EXERCISE DIRECTIONS: From the data below, please reproduce exactly everything from the line that contains "pub struct ClickBurst<I>" down to the line that contains "pub fn click(&mut", with both ends included.

SOURCE MATERIAL:
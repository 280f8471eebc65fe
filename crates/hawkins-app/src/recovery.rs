//! Recovery gesture detectors.
//!
//! Three independent matchers watch raw input. None of them touches the
//! session: each reports a match and the [`crate::Session`] decides whether
//! the match recovers anything. They never share progress, so feeding one
//! never resets another.

use std::time::Duration;

use hawkins_core::{KeyCode, Timestamp};

/// Which gesture ended a possession.
#[derive(Debug, Clone, Copy, PartialEq, Eq, Hash)]
pub enum Gesture {
    /// The secret key sequence.
    KeySequence,
    /// A burst of clicks on the hidden logo.
    ClickBurst,
    /// The secret word typed blind.
    SecretWord,
}

/// Outcome of feeding one key to a [`SequenceMatcher`].
#[derive(Debug, Clone, Copy, PartialEq, Eq)]
pub enum SequenceStep {
    /// Mismatch while already at zero progress.
    Ignored,
    /// Key matched; progress is now this many keys.
    Advanced(usize),
    /// Mismatch after partial progress; progress is back to zero.
    Reset,
    /// The final key matched.
    Completed,
}

/// Prefix matcher for an ordered sequence of physical keys.
#[derive(Debug, Clone, PartialEq, Eq)]
pub struct SequenceMatcher {
    sequence: Vec<KeyCode>,
    progress: usize,
}

impl SequenceMatcher {
    /// Create a matcher for `sequence`.
    pub fn new(sequence: Vec<KeyCode>) -> Self {
        Self { sequence, progress: 0 }
    }

    /// Feed one physical key.
    ///
    /// After [`SequenceStep::Completed`] progress stays at the full length
    /// until [`Self::reset`] or the next mismatch.
    pub fn feed(&mut self, code: KeyCode) -> SequenceStep {
        if self.sequence.get(self.progress) == Some(&code) {
            self.progress += 1;
            if self.progress == self.sequence.len() {
                SequenceStep::Completed
            } else {
                SequenceStep::Advanced(self.progress)
            }
        } else {
            self.interrupt()
        }
    }

    /// Feed a key that has no physical code (Enter, Esc, ...).
    pub fn interrupt(&mut self) -> SequenceStep {
        if self.progress > 0 {
            self.progress = 0;
            SequenceStep::Reset
        } else {
            SequenceStep::Ignored
        }
    }

    /// Forget all progress.
    pub fn reset(&mut self) {
        self.progress = 0;
    }

    /// Number of keys matched so far.
    pub fn progress(&self) -> usize {
        self.progress
    }

    /// Whether the whole sequence is currently matched.
    pub fn is_complete(&self) -> bool {
        self.progress == self.sequence.len()
    }

    /// The sequence being matched.
    pub fn sequence(&self) -> &[KeyCode] {
        &self.sequence
    }
}

/// Counts clicks that arrive within a rolling window of each other.
#[derive(Debug, Clone, Copy, PartialEq, Eq)]
pub struct ClickBurst<I> {
    window: Duration,
    required: u32,
    count: u32,
    last: Option<I>,
}

impl<I: Timestamp> ClickBurst<I> {
    /// Create a detector that fires after `required` clicks each less than
    /// `window` after the previous one.
    pub fn new(window: Duration, required: u32) -> Self {
        Self { window, required, count: 0, last: None }
    }

    /// Register a click. Returns `true` when it completes a burst.
    ///
    /// A completed burst resets the count. A click at or beyond the window
    /// starts a new burst at one.
    pub fn click(&mut self, now: I) -> bool {
        let within = self.last.is_some_and(|last| now.saturating_since(last) < self.window);
        if !within {
            self.count = 1;
            self.last = Some(now);
            return false;
        }

        if self.count + 1 >= self.required {
            self.count = 0;
            return true;
        }

        self.count += 1;
        self.last = Some(now);
        false
    }

    /// Clicks counted in the current burst.
    pub fn count(&self) -> u32 {
        self.count
    }

    /// Time of the last counted click. `None` before the first click.
    pub fn last_click(&self) -> Option<I> {
        self.last
    }
}

/// Rolling buffer matching the most recent characters against a word.
#[derive(Debug, Clone, PartialEq, Eq)]
pub struct BlindWord {
    word: String,
    len: usize,
    typed: String,
}

impl BlindWord {
    /// Create a matcher for `word`, compared case-insensitively.
    pub fn new(word: &str) -> Self {
        let word = word.to_uppercase();
        let len = word.chars().count();
        Self { word, len, typed: String::new() }
    }

    /// Append a typed character. Returns `true` if the trailing characters now
    /// spell the word.
    pub fn push(&mut self, c: char) -> bool {
        self.typed.extend(c.to_uppercase());

        let excess = self.typed.chars().count().saturating_sub(self.len);
        if excess > 0 {
            let cut = self.typed.char_indices().nth(excess).map_or(self.typed.len(), |(i, _)| i);
            self.typed.drain(..cut);
        }

        self.typed == self.word
    }

    /// The most recent characters, upper-cased.
    pub fn typed(&self) -> &str {
        &self.typed
    }

    /// The word being matched, upper-cased.
    pub fn word(&self) -> &str {
        &self.word
    }
}

#[cfg(test)]
mod tests {
    use std::time::Instant;

    use hawkins_core::config::konami_sequence;

    use super::*;

    fn ms(n: u64) -> Duration {
        Duration::from_millis(n)
    }

    #[test]
    fn sequence_advances_and_completes() {
        let mut matcher = SequenceMatcher::new(konami_sequence());
        let keys = konami_sequence();

        for (i, key) in keys.iter().take(9).enumerate() {
            assert_eq!(matcher.feed(*key), SequenceStep::Advanced(i + 1));
        }
        assert_eq!(matcher.feed(KeyCode::Key('A')), SequenceStep::Completed);
        assert!(matcher.is_complete());
    }

    #[test]
    fn sequence_mismatch_resets_to_zero() {
        let mut matcher = SequenceMatcher::new(konami_sequence());
        matcher.feed(KeyCode::ArrowUp);
        matcher.feed(KeyCode::ArrowUp);

        // A third Up is a mismatch, not a fresh start at one.
        assert_eq!(matcher.feed(KeyCode::ArrowUp), SequenceStep::Reset);
        assert_eq!(matcher.progress(), 0);
    }

    #[test]
    fn sequence_mismatch_at_zero_is_ignored() {
        let mut matcher = SequenceMatcher::new(konami_sequence());
        assert_eq!(matcher.feed(KeyCode::Key('X')), SequenceStep::Ignored);
        assert_eq!(matcher.interrupt(), SequenceStep::Ignored);
    }

    #[test]
    fn burst_of_three_fast_clicks_fires() {
        let t0 = Instant::now();
        let mut burst = ClickBurst::new(ms(500), 3);

        assert!(!burst.click(t0));
        assert!(!burst.click(t0 + ms(200)));
        assert!(burst.click(t0 + ms(400)));
        assert_eq!(burst.count(), 0);
    }

    #[test]
    fn slow_click_restarts_burst() {
        let t0 = Instant::now();
        let mut burst = ClickBurst::new(ms(500), 3);

        assert!(!burst.click(t0));
        assert!(!burst.click(t0 + ms(600)));
        assert_eq!(burst.count(), 1);
        assert!(!burst.click(t0 + ms(800)));
        assert_eq!(burst.count(), 2);
    }

    #[test]
    fn click_exactly_at_window_restarts() {
        let t0 = Instant::now();
        let mut burst = ClickBurst::new(ms(500), 3);

        burst.click(t0);
        burst.click(t0 + ms(500));
        assert_eq!(burst.count(), 1);
    }

    #[test]
    fn blind_word_keeps_trailing_characters() {
        let mut word = BlindWord::new("ELEVEN");
        for c in "xxelev".chars() {
            assert!(!word.push(c));
        }
        assert_eq!(word.typed(), "XXELEV");
        assert!(!word.push('e'));
        assert!(word.push('N'));
        assert_eq!(word.typed(), "ELEVEN");
    }

    #[test]
    fn blind_word_buffer_is_bounded() {
        let mut word = BlindWord::new("ELEVEN");
        for c in "the quick brown fox".chars() {
            word.push(c);
            assert!(word.typed().chars().count() <= 6);
        }
    }
}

RESULT OF THIS TASK:
pub struct ClickBurst<I> {
    window: Duration,
    required: u32,
    count: u32,
    last: Option<I>,
}

impl<I: Timestamp> ClickBurst<I> {
    /// Create a detector that fires after `required` clicks each less than
    /// `window` after the previous one.
    pub fn new(window: Duration, required: u32) -> Self {
        Self { window, required, count: 0, last: None }
    }

    /// Register a click. Returns `true` when it completes a burst.
    ///
    /// A completed burst resets the count. A click at or beyond the window
    /// starts a new burst at one.
    pub fn click(&mut self, now: I) -> bool {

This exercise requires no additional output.